(Stored items)
-------
// SPDX-FileCopyrightText: 2025 Caspar Water Company
//
// SPDX-License-Identifier: Apache-2.0

use std::path::PathBuf;

use thiserror::Error;

use crate::environment::{ENV_VAR, Environment};

pub type Result<T> = std::result::Result<T, ConfigError>;

/// Errors raised while resolving environments, loading the site registry,
/// or resolving a site's configuration.
#[derive(Debug, Error)]
pub enum ConfigError {
    #[error(
        "{var} is not set; expected one of: {values}",
        var = ENV_VAR,
        values = Environment::valid_values()
    )]
    MissingEnvironment,

    #[error(
        "Invalid environment '{0}' (from {var}); expected one of: {values}",
        var = ENV_VAR,
        values = Environment::valid_values()
    )]
    InvalidEnvironment(String),

    #[error("Unknown site '{site}'; registered sites: {}", .known.join(", "))]
    UnknownSite { site: String, known: Vec<String> },

    #[error("Site '{site}' has no configuration for environment '{env}'")]
    UnknownSiteEnvironment { site: String, env: Environment },

    #[error("Site '{site}' is missing environments: {}", display_envs(.missing))]
    IncompleteSite {
        site: String,
        missing: Vec<Environment>,
    },

    #[error("Invalid entry for site '{site}' in environment '{env}': {reason}")]
    InvalidEntry {
        site: String,
        env: Environment,
        reason: String,
    },

    #[error(
        "Invalid site identifier '{0}': use ASCII letters, digits, '-' or '_'"
    )]
    InvalidSiteId(String),

    #[error("Site '{0}' is registered more than once")]
    DuplicateSite(String),

    #[error("Site registry is empty")]
    EmptyRegistry,

    #[error("Failed to read {}: {source}", .path.display())]
    Io {
        path: PathBuf,
        #[source]
        source: std::io::Error,
    },

    #[error("Invalid site descriptor {}: {source}", .path.display())]
    Descriptor {
        path: PathBuf,
        #[source]
        source: serde_yaml_ng::Error,
    },
}

impl ConfigError {
    pub fn unknown_site<S: AsRef<str>>(site: S, known: Vec<String>) -> Self {
        ConfigError::UnknownSite {
            site: site.as_ref().to_string(),
            known,
        }
    }

    pub fn invalid_entry<S: AsRef<str>, R: Into<String>>(
        site: S,
        env: Environment,
        reason: R,
    ) -> Self {
        ConfigError::InvalidEntry {
            site: site.as_ref().to_string(),
            env,
            reason: reason.into(),
        }
    }

    /// True for lookup misses that a cross-site link may skip.
    pub fn is_lookup_miss(&self) -> bool {
        matches!(
            self,
            ConfigError::UnknownSite { .. } | ConfigError::UnknownSiteEnvironment { .. }
        )
    }
}

fn display_envs(envs: &[Environment]) -> String {
    envs.iter()
        .map(|env| env.as_str())
        .collect::<Vec<_>>()
        .join(", ")
}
-------
*TASK DIRECTIONS*
For the string "ConfigError", search the preceding data and copy every line that includes it.

*OUTPUT BELOW*
pub type Result<T> = std::result::Result<T, ConfigError>;
pub enum ConfigError {
impl ConfigError {
        ConfigError::UnknownSite {
        ConfigError::InvalidEntry {
            ConfigError::UnknownSite { .. } | ConfigError::UnknownSiteEnvironment { .. }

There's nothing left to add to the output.